Feminism is said to have been unkind to Dickens, and for a good reason, too. The female characters he created in his novels strictly conform to the directives of the patriarchal society being rewarded or penalized respectively for their faithful clinging to the center (the phallus) or rebellious detachment from it. Yet, Dickens’s guilt, from a feminist point of view, lies not in the fact that his novels depict a patriarchal, "phallocentric" society (the type of society in which he lived), but in that he portrayed the women moving away from the center as doing so not so much because of their being conscious of a different "feminine" identity, which should entitle them to something better, but rather because of their ignorance or inability to stay close to it. From this point of view, Dickens does not even half-heartedly give credit to the rise of emancipation between 1830 and 1850, which saw women increasingly occupying positions in public and private institutions in England and consequently becoming more independent of men, something that Meredith did not fail to do in The Egoist (1879) in his portrayal of Clara or Charlotte Brontë in Jane Eyre (1847) through the eponymous heroine.>/p>

In "Women’s Time" (1981) Julia Kristeva speaks of a "sexual difference" and its relationship to the "symbolic contract" with society as well as of the inseparable conjunction between the sexual and the symbolic in determining the nature of "woman", suggesting that the specificity of feminine perceptions of the world should be properly reflected in the contract with society, which, in its sociosymbolic essence, is perceived by women to be vastly "sacrificial" for them (21). In "Consuming Fictions: Gender, Class and Hunger in Dickens’s Novels (1994) Gail Houston develops this idea a step further suggesting that in his novels Dickens "cannibalizes" women at the expense of men, that they are seen in post-Darwinian terms: usually portrayed as effete beings, are sick, and are literally destroyed to ensure the survival of men (e.g. Oliver’s and Paul’s births from Oliver Twist and Dombey and Son) leading to the "self-annihilation" and "anorexia" of the former due to their abstaining from consumption (30-43).

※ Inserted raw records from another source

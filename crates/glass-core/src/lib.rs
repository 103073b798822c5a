//! # glass - image preprocessing for a desktop image viewer
//!
//! Every decoded image goes through the same short normalization before it
//! is shown:
//!
//! - **Orientation**: the EXIF orientation flag is turned into a rotation and
//!   an optional mirror, and baked into the pixels.
//! - **Color profile**: an embedded ICC profile has its color space trusted;
//!   untagged images can be given sRGB; a user-selected target profile
//!   (built-in name or ICC file) can override both.
//!
//! Decoding and rotation use the `image` crate, EXIF parsing uses
//! `kamadak-exif`, and ICC parsing and pixel transforms use `moxcms`.
//!
//! ## Quick Start
//!
//! ```no_run
//! use glass_core::{Image, PreprocessOptions, preprocess};
//!
//! let mut image = Image::open("photo.jpg")?;
//! let options = PreprocessOptions {
//!     color_profile: "AdobeRGB1998".into(),
//!     apply_to_all: true,
//! };
//! preprocess(&mut image, &options)?;
//! image.save("photo-upright.png")?;
//! # Ok::<(), glass_core::Error>(())
//! ```
//!
//! Viewer preferences live in [`settings::Settings`], loaded from and stored
//! to a [`settings::ConfigFile`].

pub mod builtin;
pub mod error;
pub mod orientation;
pub mod preprocess;
pub mod profile;
pub mod raster;
pub mod resolve;
pub mod settings;
pub mod transform;
pub mod types;

pub use builtin::{BuiltinProfile, builtin_profile_names};
pub use error::{Error, Result};
pub use orientation::{ExifOrientation, orientation_degrees, read_orientation_flag};
pub use preprocess::{PreprocessOptions, apply_exif_orientation, normalize_color_profile, preprocess};
pub use profile::{ColorProfile, ProfileOrigin};
pub use raster::Image;
pub use resolve::{ProfileSelector, canonical_profile_name, load_profile, resolve_selector};
pub use transform::{Layout, RenderingIntent, Transform, TransformOptions};
pub use types::{ColorSpace, ProfileClass, Rotation};

/// Version of glass
pub const VERSION: &str = env!("CARGO_PKG_VERSION");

To ascertain the veracity of the above said in a relationship to the portrayal of female characters with Dickens, I am going to apply a feminist analysis to passages from Little Dorrit (1857) in compliance with the rationale given by Toril Moi of men making use of feminist criticism and applying it to non-female authors (109).

Dickens’s Humanitarian Paternalism

In an attempt to find some redeeming qualities in Dickens’s depiction of women, we might resort to George Gissing’s claim that in reproducing the life he knew, Dickens may have exaggerated some traits of his male characters in their drive for power, but there was "no" exaggeration in his portrayal of women (Gissing, pp. 45-46). To prove his point in his critical study of Dickens written in 1898, Gissing highlights certain recognizable types of women in the society of his time and by juxtaposing them to the ones from Dickens’s novels (e.g. Fanny, Flora, etc), he establishes a number of matches (52).

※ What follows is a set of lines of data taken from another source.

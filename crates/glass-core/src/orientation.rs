//! EXIF orientation
//!
//! Cameras record how the sensor was held in the EXIF `Orientation` tag
//! (values 1-8) instead of rotating pixels. Each value maps to a clockwise
//! rotation followed by an optional horizontal mirror.
//!
//! | flag | signed degrees | rotation | mirror |
//! |------|----------------|----------|--------|
//! | 1    | 0              | 0        | no     |
//! | 2    | -360           | 0        | yes    |
//! | 3    | 180            | 180      | no     |
//! | 4    | -180           | 180      | yes    |
//! | 5    | -90            | 90       | yes    |
//! | 6    | 90             | 90       | no     |
//! | 7    | -270           | 270      | yes    |
//! | 8    | 270            | 270      | no     |
//!
//! The signed form packs mirror intent into the sign and is kept for
//! compatibility with stored values; everything else works on
//! [`ExifOrientation`].

use tracing::warn;

use crate::types::Rotation;
use crate::{Error, Result};

/// Rotation and mirroring needed to display an image upright
#[derive(Debug, Clone, Copy, PartialEq, Eq, Hash, Default)]
pub struct ExifOrientation {
    /// Clockwise rotation, applied first
    pub rotation: Rotation,
    /// Mirror about the vertical axis, applied after rotating
    pub mirror_horizontal: bool,
}

impl ExifOrientation {
    /// No change
    pub const IDENTITY: Self = Self {
        rotation: Rotation::None,
        mirror_horizontal: false,
    };

    /// Orientation for an EXIF flag. Values outside 1-8 are identity.
    pub fn from_flag(flag: u32) -> Self {
        let (rotation, mirror_horizontal) = match flag {
            2 => (Rotation::None, true),
            3 => (Rotation::Cw180, false),
            4 => (Rotation::Cw180, true),
            5 => (Rotation::Cw90, true),
            6 => (Rotation::Cw90, false),
            7 => (Rotation::Cw270, true),
            8 => (Rotation::Cw270, false),
            _ => (Rotation::None, false),
        };
        Self {
            rotation,
            mirror_horizontal,
        }
    }

    /// Decode the signed-degree form: magnitude is rotation, a negative sign means mirror.
    ///
    /// Returns `None` for magnitudes that are not a multiple of 90, and for
    /// `i32::MIN`, which has no magnitude in `i32`.
    pub fn from_signed_degrees(degrees: i32) -> Option<Self> {
        let rotation = Rotation::from_degrees(degrees.checked_abs()?)?;
        Some(Self {
            rotation,
            mirror_horizontal: degrees < 0,
        })
    }

    /// Encode to the signed-degree form; a mirror with no rotation is `-360`.
    pub fn to_signed_degrees(&self) -> i32 {
        match (self.rotation, self.mirror_horizontal) {
            (rotation, false) => rotation.degrees(),
            (Rotation::None, true) => -360,
            (rotation, true) => -rotation.degrees(),
        }
    }

    /// Check whether applying this orientation would leave pixels untouched
    pub fn is_identity(&self) -> bool {
        *self == Self::IDENTITY
    }

    /// Whether width and height trade places once applied
    pub fn swaps_dimensions(&self) -> bool {
        self.rotation.swaps_dimensions()
    }
}

/// Signed rotation in degrees for an orientation flag; absent or unknown flags give 0
pub fn orientation_degrees(flag: Option<u32>) -> i32 {
    flag.map(|f| ExifOrientation::from_flag(f).to_signed_degrees())
        .unwrap_or(0)
}

/// Read the orientation flag from a raw EXIF block.
///
/// The block is TIFF-structured, optionally preceded by the `Exif\0\0`
/// APP1 marker. A block that cannot be parsed at all is treated like a
/// missing one. A present tag whose value is not an integer is
/// [`Error::MalformedMetadata`].
pub fn read_orientation_flag(exif_block: &[u8]) -> Result<Option<u32>> {
    let raw = exif_block.strip_prefix(b"Exif\0\0").unwrap_or(exif_block);
    let exif = match exif::Reader::new().read_raw(raw.to_vec()) {
        Ok(exif) => exif,
        Err(err) => {
            warn!(%err, "ignoring unreadable EXIF block");
            return Ok(None);
        }
    };

    match exif.get_field(exif::Tag::Orientation, exif::In::PRIMARY) {
        Some(field) => parse_orientation_value(&field.value).map(Some),
        None => Ok(None),
    }
}

fn parse_orientation_value(value: &exif::Value) -> Result<u32> {
    match value {
        exif::Value::Byte(_) | exif::Value::Short(_) | exif::Value::Long(_) => value
            .get_uint(0)
            .ok_or_else(|| Error::MalformedMetadata("orientation tag has no value".into())),
        exif::Value::Ascii(parts) => {
            let text = parts
                .first()
                .map(|p| String::from_utf8_lossy(p).trim().to_string())
                .unwrap_or_default();
            text.parse::<u32>().map_err(|_| {
                Error::MalformedMetadata(format!("orientation tag is not a number: {:?}", text))
            })
        }
        other => Err(Error::MalformedMetadata(format!(
            "unexpected orientation value: {:?}",
            other
        ))),
    }
}

/// Hand-built EXIF blocks shared by the unit tests
#[cfg(test)]
pub(crate) mod test_blocks {
    const ORIENTATION_TAG: u16 = 0x0112;

    /// Little-endian TIFF block with a single IFD0 entry
    pub(crate) fn tiff_with_entry(tag: u16, type_id: u16, count: u32, value: [u8; 4]) -> Vec<u8> {
        let mut buf = Vec::new();
        buf.extend_from_slice(b"II");
        buf.extend_from_slice(&42u16.to_le_bytes());
        buf.extend_from_slice(&8u32.to_le_bytes());
        buf.extend_from_slice(&1u16.to_le_bytes());
        buf.extend_from_slice(&tag.to_le_bytes());
        buf.extend_from_slice(&type_id.to_le_bytes());
        buf.extend_from_slice(&count.to_le_bytes());
        buf.extend_from_slice(&value);
        buf.extend_from_slice(&0u32.to_le_bytes());
        buf
    }

    /// SHORT orientation value
    pub(crate) fn orientation_block(flag: u16) -> Vec<u8> {
        let v = flag.to_le_bytes();
        tiff_with_entry(ORIENTATION_TAG, 3, 1, [v[0], v[1], 0, 0])
    }

    /// 4-byte inline ASCII orientation value
    pub(crate) fn text_orientation_block(text: &[u8; 4]) -> Vec<u8> {
        tiff_with_entry(ORIENTATION_TAG, 2, 4, *text)
    }
}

Counterarguments to the above statement, however, are not hard to find: Dickens, like any other author, picked out certain types of the full spectrum to be found in society and chose to portray them in a certain light thus advancing his ideas of humanitarian paternalism, not authoritarian, but still restricting women: also, as shown by Virginia Woolf in her brilliant essay "A Room of One’s Own" (1929), even in patriarchal societies, women were often shown to possess wisdom revealed in "some of the most profound thoughts in literature" falling from their lips being adored and highly respected by men (33).

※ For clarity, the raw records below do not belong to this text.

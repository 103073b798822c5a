use std::path::Path;

use anyhow::{Context, Result, bail};
use glass_core::settings::{ConfigFile, Settings, default_config_path};
use glass_core::{BuiltinProfile, Image, orientation_degrees, preprocess, read_orientation_flag};
use serde::Serialize;
use tracing::{info, warn};

use crate::{ConfigAction, NormalizeArgs};

/// Open the config file named on the command line, or the platform default.
///
/// Without either, an in-memory store is used and nothing is persisted.
pub fn open_config(path: Option<&Path>) -> Result<ConfigFile> {
    match path.map(Path::to_path_buf).or_else(default_config_path) {
        Some(path) => ConfigFile::open(&path)
            .with_context(|| format!("failed to read config {}", path.display())),
        None => {
            warn!("no config directory available, using defaults");
            Ok(ConfigFile::in_memory())
        }
    }
}

#[derive(Debug, Serialize)]
struct ImageReport {
    path: String,
    width: u32,
    height: u32,
    color_type: String,
    color_space: String,
    profile: Option<String>,
    orientation_flag: Option<u32>,
    /// Set when the orientation tag is present but unreadable
    #[serde(skip_serializing_if = "Option::is_none")]
    orientation_error: Option<String>,
    orientation_degrees: i32,
    supported_format: bool,
}

impl ImageReport {
    fn new(settings: &Settings, file: &Path, image: &Image) -> Self {
        let (orientation_flag, orientation_error) =
            match image.exif().map(read_orientation_flag).transpose() {
                Ok(flag) => (flag.flatten(), None),
                Err(err) => {
                    warn!(%err, "unreadable orientation tag");
                    (None, Some(err.to_string()))
                }
            };

        Self {
            path: file.display().to_string(),
            width: image.width(),
            height: image.height(),
            color_type: format!("{:?}", image.pixels().color()),
            color_space: image.color_space().to_string(),
            profile: image
                .color_profile()
                .map(|p| p.description().unwrap_or_else(|| p.color_space().to_string())),
            orientation_flag,
            orientation_error,
            orientation_degrees: orientation_degrees(orientation_flag),
            supported_format: settings.image_formats().supports_path(file),
        }
    }

    fn orientation_line(&self) -> String {
        match (self.orientation_flag, &self.orientation_error) {
            (Some(flag), _) => format!("{} ({} degrees)", flag, self.orientation_degrees),
            (None, Some(err)) => format!("malformed ({})", err),
            (None, None) => "(none)".to_string(),
        }
    }
}

pub fn info(config: &ConfigFile, file: &Path, json: bool) -> Result<()> {
    let settings = Settings::load(config);
    let image = Image::open(file).with_context(|| format!("failed to open {}", file.display()))?;
    let report = ImageReport::new(&settings, file, &image);

    if json {
        println!("{}", serde_json::to_string_pretty(&report)?);
        return Ok(());
    }

    println!("{}", report.path);
    println!("  size:        {}x{}", report.width, report.height);
    println!("  pixels:      {}", report.color_type);
    println!("  color space: {}", report.color_space);
    println!("  profile:     {}", report.profile.as_deref().unwrap_or("(none)"));
    println!("  orientation: {}", report.orientation_line());
    if !report.supported_format {
        println!("  note: extension is not in the configured format list");
    }
    Ok(())
}

pub fn normalize(config: &ConfigFile, args: &NormalizeArgs) -> Result<()> {
    let settings = Settings::load(config);
    if !settings.image_formats().supports_path(&args.input) {
        bail!(
            "{} does not have a configured image extension",
            args.input.display()
        );
    }

    let mut options = settings.preprocess_options();
    if let Some(profile) = &args.profile {
        options.color_profile = profile.clone();
    }
    options.apply_to_all |= args.apply_to_all;

    let mut image = Image::open(&args.input)
        .with_context(|| format!("failed to open {}", args.input.display()))?;
    if let Some(intent) = args.intent {
        image.set_rendering_intent(intent);
    }
    let before = image.dimensions();
    preprocess(&mut image, &options)
        .with_context(|| format!("failed to preprocess {}", args.input.display()))?;
    if let Some(quality) = args.quality {
        image.set_quality(quality);
    }
    image
        .save(&args.output)
        .with_context(|| format!("failed to write {}", args.output.display()))?;

    info!(
        input = %args.input.display(),
        output = %args.output.display(),
        profile = %options.color_profile,
        intent = %image.rendering_intent(),
        apply_to_all = options.apply_to_all,
        "normalized"
    );
    let (width, height) = image.dimensions();
    println!(
        "{} -> {} ({}x{} -> {}x{}, {})",
        args.input.display(),
        args.output.display(),
        before.0,
        before.1,
        width,
        height,
        image.color_space()
    );
    Ok(())
}

pub fn profiles(config: &ConfigFile) -> Result<()> {
    let selected = Settings::load(config).color_profile;
    for which in BuiltinProfile::ALL {
        let profile = which.load();
        let marker = if which.name() == selected { "*" } else { " " };
        println!(
            "{} {:<16} {:<5} {}",
            marker,
            which.name(),
            profile.color_space().to_string(),
            profile.description().unwrap_or_default()
        );
    }
    Ok(())
}

pub fn config(mut config: ConfigFile, action: ConfigAction) -> Result<()> {
    match action {
        ConfigAction::Show => {
            for (key, value) in effective_values(&config).iter() {
                println!("{} = {}", key, value);
            }
        }
        ConfigAction::Get { key } => {
            let effective = effective_values(&config);
            let value = effective
                .get_opt(&key)
                .or_else(|| config.get_opt(&key))
                .with_context(|| format!("unknown setting {:?}", key))?;
            println!("{}", value);
        }
        ConfigAction::Set { key, value } => {
            let Some(path) = config.path().map(Path::to_path_buf) else {
                bail!("no config file location; pass --config");
            };
            config.set(key.as_str(), value.as_str());
            config.save()?;

            let stored = effective_values(&config);
            match stored.get_opt(&key) {
                Some(effective) if effective != value => {
                    warn!(key = %key, value = %value, effective, "value was not accepted as given")
                }
                _ => {}
            }
            info!(path = %path.display(), key = %key, "config updated");
        }
    }
    Ok(())
}

/// The file's contents overlaid with every typed setting after validation
fn effective_values(config: &ConfigFile) -> ConfigFile {
    let mut view = config.clone();
    Settings::load(config).store(&mut view);
    view
}

#[cfg(test)]
mod tests {
    use super::*;
    use glass_tests::fixtures::OrientationExif;
    use glass_tests::patterns::{TestPattern, pattern_image, sizes};

    fn tiny_image() -> Image {
        let (w, h) = sizes::TINY;
        Image::new(pattern_image(TestPattern::ColorCube, w, h))
    }

    #[test]
    fn test_report_shows_malformed_orientation() {
        let image = tiny_image().with_exif(OrientationExif::default().ascii(b"up\0\0"));
        let report = ImageReport::new(&Settings::default(), Path::new("a.jpg"), &image);

        assert_eq!(report.orientation_flag, None);
        assert!(report.orientation_error.is_some());
        assert!(report.orientation_line().starts_with("malformed ("));
        let json = serde_json::to_value(&report).unwrap();
        assert!(json["orientation_error"].is_string());
    }

    #[test]
    fn test_report_orientation_lines() {
        let rotated = tiny_image().with_exif(OrientationExif::default().flag(6));
        let report = ImageReport::new(&Settings::default(), Path::new("a.jpg"), &rotated);
        assert_eq!(report.orientation_line(), "6 (90 degrees)");

        let report = ImageReport::new(&Settings::default(), Path::new("a.png"), &tiny_image());
        assert_eq!(report.orientation_line(), "(none)");
        let json = serde_json::to_value(&report).unwrap();
        assert!(json.get("orientation_error").is_none());
    }

    #[test]
    fn test_effective_values_fill_defaults() {
        let view = effective_values(&ConfigFile::in_memory());
        assert_eq!(view.get_opt("ColorProfile"), Some("sRGB"));
        assert_eq!(view.get_opt("IsApplyColorProfileForAll"), Some("False"));
        assert_eq!(view.get_opt("KeyboardActions"), Some("0,0;1,2;2,0;3,4;"));
        assert_eq!(
            view.get_opt("ToolbarButtons"),
            Some(glass_core::settings::DEFAULT_TOOLBAR_BUTTONS)
        );
        assert_eq!(view.get_opt("ImageEditingAssociationList"), Some(""));
    }

    #[test]
    fn test_effective_values_keep_unknown_keys() {
        let mut config = ConfigFile::in_memory();
        config.set("ColorProfile", "adobergb1998");
        config.set("WindowWidth", "800");
        let view = effective_values(&config);
        assert_eq!(view.get_opt("ColorProfile"), Some("AdobeRGB1998"));
        assert_eq!(view.get_opt("WindowWidth"), Some("800"));
    }

    #[test]
    fn test_set_needs_a_file() {
        let action = ConfigAction::Set {
            key: "ColorProfile".into(),
            value: "AppleRGB".into(),
        };
        assert!(config(ConfigFile::in_memory(), action).is_err());
    }
}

Amy Dorrit – Patriarchal Virtues Rewarded

While still an object of adoration, Amy Dorrit "inspires" the male characters from the novel (John, Arthur Clennam and Mr. Dorrit) with her full subscription to patriarchal norms and acquiescence to the definition of the "Other" made manifest in her conduct and manner of speech. On the same principle, the other character I propose to analyze in this essay – Harriet alias Tattycoram. — will be shown to be suffering from her oscillating from the center in her rebellion as well as being "compensated" for her subsequent repentance.

As the following passage shows, she suffers from her oscillating from the center in her rebellion as well as from being "compensated" for her subsequent repentance:

‘Amy, Mr Clennam. What do you think of her?’

‘I am much impressed, Mr Dorrit, by all that I have seen of her and thought of her.’

‘My brother would have been quite lost without Amy,’ he returned.

‘We should all have been lost without Amy. She is a very good girl, Amy. She does her duty.’

Arthur fancied that he heard in these praises a certain tone of custom, which he had heard from the father last night with an inward protest and feeling of antagonism. It was not that they stinted her praises, or were insensible to what she did for them; but that they were lazily habituated to her, as they were to all the rest of their condition. [Chapter 9, p. 103]

The passage reveals Amy Dorrit as the paragon "daughter of the house" completely resigned to self-sacrifice and self-denial, both of which the men in her house take for granted and are accustomed to her dutiful service in the house — the prison cell of the Father of the Marshalsea). Another interpretation would not be without sufficient grounds, either – namely that Arthur, who expresses an egoistic desire to possess Little Dorrit, resents that she has devoted herself to being a protective sheath for her family and not to him. Dickens approved much more of "angelic" daughters orbiting the phallus (the male representatives of the family) than of wives since the latter would inevitably have more feminine characteristics as well as more independence than the former with the resulting consequences of their partial participation in the decision-making as well as developing "full-blown" femininity where a woman would traditionally be seen as "the Praying Mantis, the Mandrake, the Demon" (de Beauvoir, p.446). The opposite pair of patriarchal characteristics for the woman as "the Muse, the Goddess Mother Beatrice" constituting the "ambivalence" as an "intrinsic quality of the Eternal Feminine" (445) that de Beauvoir speaks of in The Second Sex (1949) is sadly denied to wives in Dickens’s novels.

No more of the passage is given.